Your task is to print the listing exactly as it stands.

>>>>

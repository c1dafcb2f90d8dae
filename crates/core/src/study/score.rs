/// Running self-grading tally for one study pass.
#[derive(Debug, Clone, Copy, Default, PartialEq, Eq)]
pub struct Score {
    pub correct: u32,
    pub total: u32,
}

impl Score {
    pub(crate) fn record(&mut self, correct: bool) {
        self.total += 1;
        if correct {
            self.correct += 1;
        }
    }

    /// Rounded percentage of correct answers, `None` before the first answer.
    #[must_use]
    pub fn percent(&self) -> Option<u32> {
        if self.total == 0 {
            return None;
        }
        let pct = (f64::from(self.correct) / f64::from(self.total) * 100.0).round();
        #[allow(clippy::cast_possible_truncation, clippy::cast_sign_loss)]
        Some(pct as u32)
    }
}

/// Outcome badge for a graded card.
#[derive(Debug, Clone, Copy, PartialEq, Eq)]
pub enum AnswerStatus {
    Correct,
    Incorrect,
}
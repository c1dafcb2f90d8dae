use chrono::Utc;
use sqlx::SqlitePool;

use super::SqliteInitError;

/// Ordered schema steps; each runs once, inside its own transaction.
const MIGRATIONS: &[(i64, &str)] = &[(
    1,
    r"
        CREATE TABLE IF NOT EXISTS kv_entries (
            key TEXT PRIMARY KEY NOT NULL,
            value TEXT NOT NULL,
            updated_at TEXT NOT NULL
        );
    ",
)];

pub async fn run_migrations(pool: &SqlitePool) -> Result<(), SqliteInitError> {
    sqlx::query(
        r"
            CREATE TABLE IF NOT EXISTS schema_migrations (
                version INTEGER PRIMARY KEY,
                applied_at TEXT NOT NULL
            );
        ",
    )
    .execute(pool)
    .await?;

    for &(version, sql) in MIGRATIONS {
        let applied = sqlx::query("SELECT 1 FROM schema_migrations WHERE version = ?1")
            .bind(version)
            .fetch_optional(pool)
            .await?
            .is_some();
        if applied {
            continue;
        }

        let mut tx = pool.begin().await?;
        sqlx::query(sql).execute(&mut *tx).await?;
        sqlx::query("INSERT INTO schema_migrations (version, applied_at) VALUES (?1, ?2)")
            .bind(version)
            .bind(Utc::now())
            .execute(&mut *tx)
            .await?;
        tx.commit().await?;
        tracing::info!(version, "applied sqlite migration");
    }

    Ok(())
}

<<<<

#### Task result
repository c1dafcb2f90d8dae
filename crates/core/src/study/score.rs
/// Running self-grading tally for one study pass.
#[derive(Debug, Clone, Copy, Default, PartialEq, Eq)]
pub struct Score {
    pub correct: u32,
    pub total: u32,
}

impl Score {
    pub(crate) fn record(&mut self, correct: bool) {
        self.total += 1;
        if correct {
            self.correct += 1;
        }
    }

    /// Rounded percentage of correct answers, `None` before the first answer.
    #[must_use]
    pub fn percent(&self) -> Option<u32> {
        if self.total == 0 {
            return None;
        }
        let pct = (f64::from(self.correct) / f64::from(self.total) * 100.0).round();
        #[allow(clippy::cast_possible_truncation, clippy::cast_sign_loss)]
        Some(pct as u32)
    }
}

/// Outcome badge for a graded card.
#[derive(Debug, Clone, Copy, PartialEq, Eq)]
pub enum AnswerStatus {
    Correct,
    Incorrect,
}
repository c1dafcb2f90d8dae
use chrono::Utc;
use sqlx::SqlitePool;

use super::SqliteInitError;

/// Ordered schema steps; each runs once, inside its own transaction.
const MIGRATIONS: &[(i64, &str)] = &[(
    1,
    r"
        CREATE TABLE IF NOT EXISTS kv_entries (
            key TEXT PRIMARY KEY NOT NULL,
            value TEXT NOT NULL,
            updated_at TEXT NOT NULL
        );
    ",
)];

pub async fn run_migrations(pool: &SqlitePool) -> Result<(), SqliteInitError> {
    sqlx::query(
        r"
            CREATE TABLE IF NOT EXISTS schema_migrations (
                version INTEGER PRIMARY KEY,
                applied_at TEXT NOT NULL
            );
        ",
    )
    .execute(pool)
    .await?;

    for &(version, sql) in MIGRATIONS {
        let applied = sqlx::query("SELECT 1 FROM schema_migrations WHERE version = ?1")
            .bind(version)
            .fetch_optional(pool)
            .await?
            .is_some();
        if applied {
            continue;
        }

        let mut tx = pool.begin().await?;
        sqlx::query(sql).execute(&mut *tx).await?;
        sqlx::query("INSERT INTO schema_migrations (version, applied_at) VALUES (?1, ?2)")
            .bind(version)
            .bind(Utc::now())
            .execute(&mut *tx)
            .await?;
        tx.commit().await?;
        tracing::info!(version, "applied sqlite migration");
    }

    Ok(())
}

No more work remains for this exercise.